Exercise aim: Count the lines of the records below that hold the word "other", and give only the number.

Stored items
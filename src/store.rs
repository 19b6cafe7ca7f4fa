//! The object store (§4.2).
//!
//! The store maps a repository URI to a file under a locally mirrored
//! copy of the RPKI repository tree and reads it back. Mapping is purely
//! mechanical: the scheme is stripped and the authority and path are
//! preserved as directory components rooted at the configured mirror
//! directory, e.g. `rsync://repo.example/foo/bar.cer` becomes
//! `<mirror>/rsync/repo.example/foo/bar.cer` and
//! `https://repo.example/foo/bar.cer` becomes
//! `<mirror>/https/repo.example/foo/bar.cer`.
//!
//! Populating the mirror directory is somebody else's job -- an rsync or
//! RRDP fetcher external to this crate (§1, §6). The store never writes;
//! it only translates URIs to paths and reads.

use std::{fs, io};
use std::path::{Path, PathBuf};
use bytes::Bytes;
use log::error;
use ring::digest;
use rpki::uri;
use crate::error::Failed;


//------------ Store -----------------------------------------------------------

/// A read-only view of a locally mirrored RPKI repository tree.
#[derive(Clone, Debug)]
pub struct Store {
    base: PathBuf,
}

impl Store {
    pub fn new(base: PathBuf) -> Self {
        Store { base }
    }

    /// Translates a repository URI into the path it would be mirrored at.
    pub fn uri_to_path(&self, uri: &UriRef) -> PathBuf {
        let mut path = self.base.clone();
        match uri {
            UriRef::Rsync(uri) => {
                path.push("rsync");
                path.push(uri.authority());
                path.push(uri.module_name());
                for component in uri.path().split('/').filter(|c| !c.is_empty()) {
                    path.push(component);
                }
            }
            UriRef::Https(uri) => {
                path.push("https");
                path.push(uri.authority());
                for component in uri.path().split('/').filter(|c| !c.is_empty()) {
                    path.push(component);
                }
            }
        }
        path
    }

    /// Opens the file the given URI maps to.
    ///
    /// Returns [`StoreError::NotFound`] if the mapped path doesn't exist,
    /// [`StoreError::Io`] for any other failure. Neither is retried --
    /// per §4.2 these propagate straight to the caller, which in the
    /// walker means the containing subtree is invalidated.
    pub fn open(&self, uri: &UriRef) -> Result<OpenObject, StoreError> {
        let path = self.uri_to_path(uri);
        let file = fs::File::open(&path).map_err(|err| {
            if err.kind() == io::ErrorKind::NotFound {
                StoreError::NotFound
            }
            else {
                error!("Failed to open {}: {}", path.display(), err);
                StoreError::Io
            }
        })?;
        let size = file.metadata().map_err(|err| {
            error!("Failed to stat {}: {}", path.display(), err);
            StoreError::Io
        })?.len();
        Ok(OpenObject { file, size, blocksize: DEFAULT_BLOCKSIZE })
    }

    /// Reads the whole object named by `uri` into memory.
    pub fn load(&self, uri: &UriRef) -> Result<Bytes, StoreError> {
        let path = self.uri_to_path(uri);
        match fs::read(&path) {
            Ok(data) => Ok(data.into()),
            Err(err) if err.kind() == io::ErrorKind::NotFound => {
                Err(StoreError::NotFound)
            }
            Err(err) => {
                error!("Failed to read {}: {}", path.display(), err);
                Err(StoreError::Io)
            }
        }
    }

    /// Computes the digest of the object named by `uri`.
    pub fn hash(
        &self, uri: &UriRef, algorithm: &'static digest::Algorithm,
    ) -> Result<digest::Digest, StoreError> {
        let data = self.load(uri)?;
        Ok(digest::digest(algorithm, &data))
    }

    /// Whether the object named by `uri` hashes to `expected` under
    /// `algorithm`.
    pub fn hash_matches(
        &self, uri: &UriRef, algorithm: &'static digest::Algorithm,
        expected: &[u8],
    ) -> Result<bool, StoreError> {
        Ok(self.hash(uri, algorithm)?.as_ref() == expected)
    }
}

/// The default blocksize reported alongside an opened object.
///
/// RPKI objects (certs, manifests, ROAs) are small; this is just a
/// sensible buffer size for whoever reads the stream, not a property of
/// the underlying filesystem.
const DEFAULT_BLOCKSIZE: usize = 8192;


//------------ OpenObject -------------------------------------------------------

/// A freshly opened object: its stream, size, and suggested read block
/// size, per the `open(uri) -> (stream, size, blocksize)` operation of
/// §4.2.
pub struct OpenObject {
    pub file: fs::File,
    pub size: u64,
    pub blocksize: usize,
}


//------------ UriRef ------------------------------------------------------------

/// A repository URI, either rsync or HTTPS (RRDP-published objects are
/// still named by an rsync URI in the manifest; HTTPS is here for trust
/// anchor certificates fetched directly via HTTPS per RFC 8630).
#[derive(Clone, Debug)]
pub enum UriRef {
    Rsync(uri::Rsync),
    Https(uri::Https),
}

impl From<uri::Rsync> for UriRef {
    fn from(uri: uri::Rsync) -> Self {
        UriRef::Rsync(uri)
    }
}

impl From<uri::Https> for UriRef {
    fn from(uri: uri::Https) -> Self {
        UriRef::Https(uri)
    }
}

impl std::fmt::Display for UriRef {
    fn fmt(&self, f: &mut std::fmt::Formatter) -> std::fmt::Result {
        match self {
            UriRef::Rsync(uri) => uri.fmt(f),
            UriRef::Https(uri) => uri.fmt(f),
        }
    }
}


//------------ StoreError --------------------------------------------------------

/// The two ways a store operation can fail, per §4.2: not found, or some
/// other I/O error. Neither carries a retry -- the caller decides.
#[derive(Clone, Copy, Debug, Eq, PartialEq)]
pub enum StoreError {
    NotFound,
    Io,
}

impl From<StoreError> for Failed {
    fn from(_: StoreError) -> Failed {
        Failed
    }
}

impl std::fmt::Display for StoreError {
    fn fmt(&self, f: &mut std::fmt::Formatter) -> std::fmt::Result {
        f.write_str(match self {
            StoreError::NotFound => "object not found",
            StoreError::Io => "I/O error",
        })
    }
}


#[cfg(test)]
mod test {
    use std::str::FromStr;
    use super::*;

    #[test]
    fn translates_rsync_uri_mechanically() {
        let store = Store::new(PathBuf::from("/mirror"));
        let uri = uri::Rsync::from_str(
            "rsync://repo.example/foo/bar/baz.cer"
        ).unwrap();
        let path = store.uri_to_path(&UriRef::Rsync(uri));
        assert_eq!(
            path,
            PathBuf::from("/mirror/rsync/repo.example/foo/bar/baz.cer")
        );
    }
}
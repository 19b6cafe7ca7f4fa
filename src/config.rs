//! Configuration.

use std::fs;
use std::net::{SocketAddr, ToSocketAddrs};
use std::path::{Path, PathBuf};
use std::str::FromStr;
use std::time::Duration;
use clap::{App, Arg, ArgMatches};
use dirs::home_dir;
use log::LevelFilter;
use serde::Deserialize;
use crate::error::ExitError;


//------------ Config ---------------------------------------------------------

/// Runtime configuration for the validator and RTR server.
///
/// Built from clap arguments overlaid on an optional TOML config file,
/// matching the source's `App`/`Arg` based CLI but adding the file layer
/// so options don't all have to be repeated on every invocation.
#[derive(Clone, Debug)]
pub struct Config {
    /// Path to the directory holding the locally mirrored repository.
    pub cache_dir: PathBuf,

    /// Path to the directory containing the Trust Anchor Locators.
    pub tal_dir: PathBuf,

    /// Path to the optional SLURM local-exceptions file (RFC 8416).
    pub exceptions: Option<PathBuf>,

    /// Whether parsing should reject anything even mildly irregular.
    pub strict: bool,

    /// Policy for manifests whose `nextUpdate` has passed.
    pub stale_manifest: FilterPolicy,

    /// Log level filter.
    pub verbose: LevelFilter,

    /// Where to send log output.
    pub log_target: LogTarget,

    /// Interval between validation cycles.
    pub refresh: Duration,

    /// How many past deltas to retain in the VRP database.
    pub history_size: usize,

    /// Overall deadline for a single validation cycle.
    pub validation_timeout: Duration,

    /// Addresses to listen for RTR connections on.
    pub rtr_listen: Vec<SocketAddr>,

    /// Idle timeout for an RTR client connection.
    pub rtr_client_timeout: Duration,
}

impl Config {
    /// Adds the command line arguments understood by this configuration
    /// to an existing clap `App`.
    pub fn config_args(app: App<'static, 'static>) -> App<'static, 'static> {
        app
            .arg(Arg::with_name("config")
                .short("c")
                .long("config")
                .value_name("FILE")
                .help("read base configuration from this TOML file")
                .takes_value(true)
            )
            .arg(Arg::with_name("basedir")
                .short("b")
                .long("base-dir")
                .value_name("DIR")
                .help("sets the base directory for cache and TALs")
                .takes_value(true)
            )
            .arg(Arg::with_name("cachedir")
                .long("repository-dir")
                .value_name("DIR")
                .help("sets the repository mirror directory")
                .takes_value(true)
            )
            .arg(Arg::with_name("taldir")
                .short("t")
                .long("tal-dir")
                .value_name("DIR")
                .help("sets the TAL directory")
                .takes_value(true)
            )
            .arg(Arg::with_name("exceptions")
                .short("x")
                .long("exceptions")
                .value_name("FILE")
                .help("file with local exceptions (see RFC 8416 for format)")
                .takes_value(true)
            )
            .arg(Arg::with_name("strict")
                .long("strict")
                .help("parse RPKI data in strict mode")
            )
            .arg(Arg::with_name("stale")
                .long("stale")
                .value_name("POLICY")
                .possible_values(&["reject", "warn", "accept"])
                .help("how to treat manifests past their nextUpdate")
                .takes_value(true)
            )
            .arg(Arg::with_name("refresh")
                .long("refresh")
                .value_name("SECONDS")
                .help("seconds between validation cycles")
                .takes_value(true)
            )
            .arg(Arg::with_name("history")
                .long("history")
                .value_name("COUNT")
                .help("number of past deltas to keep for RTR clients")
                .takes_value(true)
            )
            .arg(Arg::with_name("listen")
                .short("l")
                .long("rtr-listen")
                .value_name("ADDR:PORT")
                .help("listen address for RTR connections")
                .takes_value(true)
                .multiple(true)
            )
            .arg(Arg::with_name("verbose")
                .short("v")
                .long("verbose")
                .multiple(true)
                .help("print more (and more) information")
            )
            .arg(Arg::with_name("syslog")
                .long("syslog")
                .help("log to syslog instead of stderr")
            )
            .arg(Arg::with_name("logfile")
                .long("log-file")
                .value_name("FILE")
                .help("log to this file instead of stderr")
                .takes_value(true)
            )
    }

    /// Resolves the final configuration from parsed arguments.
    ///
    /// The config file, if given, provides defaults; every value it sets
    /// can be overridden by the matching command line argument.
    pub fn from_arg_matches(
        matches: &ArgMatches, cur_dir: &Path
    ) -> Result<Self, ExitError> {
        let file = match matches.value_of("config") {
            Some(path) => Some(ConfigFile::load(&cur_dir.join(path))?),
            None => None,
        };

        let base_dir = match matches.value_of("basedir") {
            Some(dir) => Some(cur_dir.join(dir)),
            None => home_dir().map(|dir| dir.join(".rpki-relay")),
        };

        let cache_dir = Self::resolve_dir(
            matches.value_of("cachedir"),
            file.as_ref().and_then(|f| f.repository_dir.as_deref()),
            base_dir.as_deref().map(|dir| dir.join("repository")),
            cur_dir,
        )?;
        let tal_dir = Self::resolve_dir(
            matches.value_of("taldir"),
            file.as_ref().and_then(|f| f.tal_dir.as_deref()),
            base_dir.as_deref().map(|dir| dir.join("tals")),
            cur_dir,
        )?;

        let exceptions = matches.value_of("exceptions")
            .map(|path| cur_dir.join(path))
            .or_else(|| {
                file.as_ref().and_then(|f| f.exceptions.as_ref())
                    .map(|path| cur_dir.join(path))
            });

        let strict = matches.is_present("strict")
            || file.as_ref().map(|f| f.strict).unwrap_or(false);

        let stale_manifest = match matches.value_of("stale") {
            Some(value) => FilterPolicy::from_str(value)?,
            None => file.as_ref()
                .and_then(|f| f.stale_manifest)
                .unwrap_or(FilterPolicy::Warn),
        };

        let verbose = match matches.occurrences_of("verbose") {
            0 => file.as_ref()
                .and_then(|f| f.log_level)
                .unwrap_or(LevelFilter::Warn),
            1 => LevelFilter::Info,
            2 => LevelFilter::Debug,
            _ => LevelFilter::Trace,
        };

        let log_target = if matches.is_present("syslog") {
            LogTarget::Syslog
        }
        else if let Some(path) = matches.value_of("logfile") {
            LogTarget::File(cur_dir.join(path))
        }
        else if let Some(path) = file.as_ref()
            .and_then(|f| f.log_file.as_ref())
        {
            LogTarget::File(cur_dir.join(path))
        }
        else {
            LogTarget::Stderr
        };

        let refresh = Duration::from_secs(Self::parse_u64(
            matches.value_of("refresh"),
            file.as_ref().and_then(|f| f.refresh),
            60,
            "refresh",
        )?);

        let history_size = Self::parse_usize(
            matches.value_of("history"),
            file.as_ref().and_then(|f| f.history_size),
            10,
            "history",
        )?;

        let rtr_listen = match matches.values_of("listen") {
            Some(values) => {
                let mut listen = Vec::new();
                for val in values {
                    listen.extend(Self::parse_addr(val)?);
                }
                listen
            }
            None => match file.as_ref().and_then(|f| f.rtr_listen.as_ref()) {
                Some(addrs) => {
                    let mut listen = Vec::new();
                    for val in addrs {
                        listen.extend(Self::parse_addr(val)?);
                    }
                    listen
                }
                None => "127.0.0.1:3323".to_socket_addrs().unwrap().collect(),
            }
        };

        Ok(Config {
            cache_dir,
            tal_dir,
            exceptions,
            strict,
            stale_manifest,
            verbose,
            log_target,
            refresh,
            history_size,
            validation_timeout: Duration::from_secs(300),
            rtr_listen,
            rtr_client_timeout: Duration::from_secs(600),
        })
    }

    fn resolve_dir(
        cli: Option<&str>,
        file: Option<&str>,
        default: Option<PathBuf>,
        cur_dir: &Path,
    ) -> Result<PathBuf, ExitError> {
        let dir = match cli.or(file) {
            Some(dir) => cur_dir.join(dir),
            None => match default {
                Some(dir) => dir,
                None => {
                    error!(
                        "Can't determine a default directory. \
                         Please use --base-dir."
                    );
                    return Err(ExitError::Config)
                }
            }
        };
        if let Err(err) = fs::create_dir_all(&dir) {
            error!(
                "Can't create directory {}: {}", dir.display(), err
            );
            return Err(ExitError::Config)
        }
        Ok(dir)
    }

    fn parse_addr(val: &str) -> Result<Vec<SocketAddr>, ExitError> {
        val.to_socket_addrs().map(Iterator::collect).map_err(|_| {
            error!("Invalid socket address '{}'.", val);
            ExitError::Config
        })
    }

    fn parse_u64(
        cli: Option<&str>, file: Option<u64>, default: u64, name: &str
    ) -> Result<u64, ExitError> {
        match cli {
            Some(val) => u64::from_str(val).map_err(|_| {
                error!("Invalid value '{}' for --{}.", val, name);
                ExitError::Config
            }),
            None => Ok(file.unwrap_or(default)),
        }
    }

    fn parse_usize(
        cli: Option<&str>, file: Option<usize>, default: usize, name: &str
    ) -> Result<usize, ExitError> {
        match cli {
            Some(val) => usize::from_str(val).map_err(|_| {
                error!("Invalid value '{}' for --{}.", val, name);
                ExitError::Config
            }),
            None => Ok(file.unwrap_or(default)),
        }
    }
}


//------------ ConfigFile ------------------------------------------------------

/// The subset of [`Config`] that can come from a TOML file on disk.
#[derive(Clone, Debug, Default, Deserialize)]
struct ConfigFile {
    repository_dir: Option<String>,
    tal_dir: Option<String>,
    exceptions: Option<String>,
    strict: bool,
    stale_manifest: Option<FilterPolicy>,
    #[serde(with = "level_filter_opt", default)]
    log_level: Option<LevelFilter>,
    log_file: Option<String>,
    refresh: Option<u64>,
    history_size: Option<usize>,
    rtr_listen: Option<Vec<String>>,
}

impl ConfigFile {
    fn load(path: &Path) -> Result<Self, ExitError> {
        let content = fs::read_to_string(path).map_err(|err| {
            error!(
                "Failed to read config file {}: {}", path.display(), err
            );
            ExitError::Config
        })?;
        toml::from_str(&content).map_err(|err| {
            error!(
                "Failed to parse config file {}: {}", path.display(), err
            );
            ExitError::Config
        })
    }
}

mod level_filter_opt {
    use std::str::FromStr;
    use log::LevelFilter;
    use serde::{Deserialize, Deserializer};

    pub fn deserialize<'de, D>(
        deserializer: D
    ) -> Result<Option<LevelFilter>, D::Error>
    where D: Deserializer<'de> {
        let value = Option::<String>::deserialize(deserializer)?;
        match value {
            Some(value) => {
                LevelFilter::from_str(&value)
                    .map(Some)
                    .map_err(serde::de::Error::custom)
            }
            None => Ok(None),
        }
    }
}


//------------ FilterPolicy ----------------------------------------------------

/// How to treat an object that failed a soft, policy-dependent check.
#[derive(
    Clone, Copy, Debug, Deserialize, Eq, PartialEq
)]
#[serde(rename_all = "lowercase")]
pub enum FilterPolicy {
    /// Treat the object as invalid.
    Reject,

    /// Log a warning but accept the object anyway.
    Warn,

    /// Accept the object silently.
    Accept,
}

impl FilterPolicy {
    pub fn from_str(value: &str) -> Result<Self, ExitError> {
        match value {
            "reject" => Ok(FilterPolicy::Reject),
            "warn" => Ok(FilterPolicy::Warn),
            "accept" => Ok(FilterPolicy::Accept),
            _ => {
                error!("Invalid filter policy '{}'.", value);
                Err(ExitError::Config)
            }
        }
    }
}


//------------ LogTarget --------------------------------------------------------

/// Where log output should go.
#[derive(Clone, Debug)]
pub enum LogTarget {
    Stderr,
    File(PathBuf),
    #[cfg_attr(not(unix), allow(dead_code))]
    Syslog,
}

Written answer: 2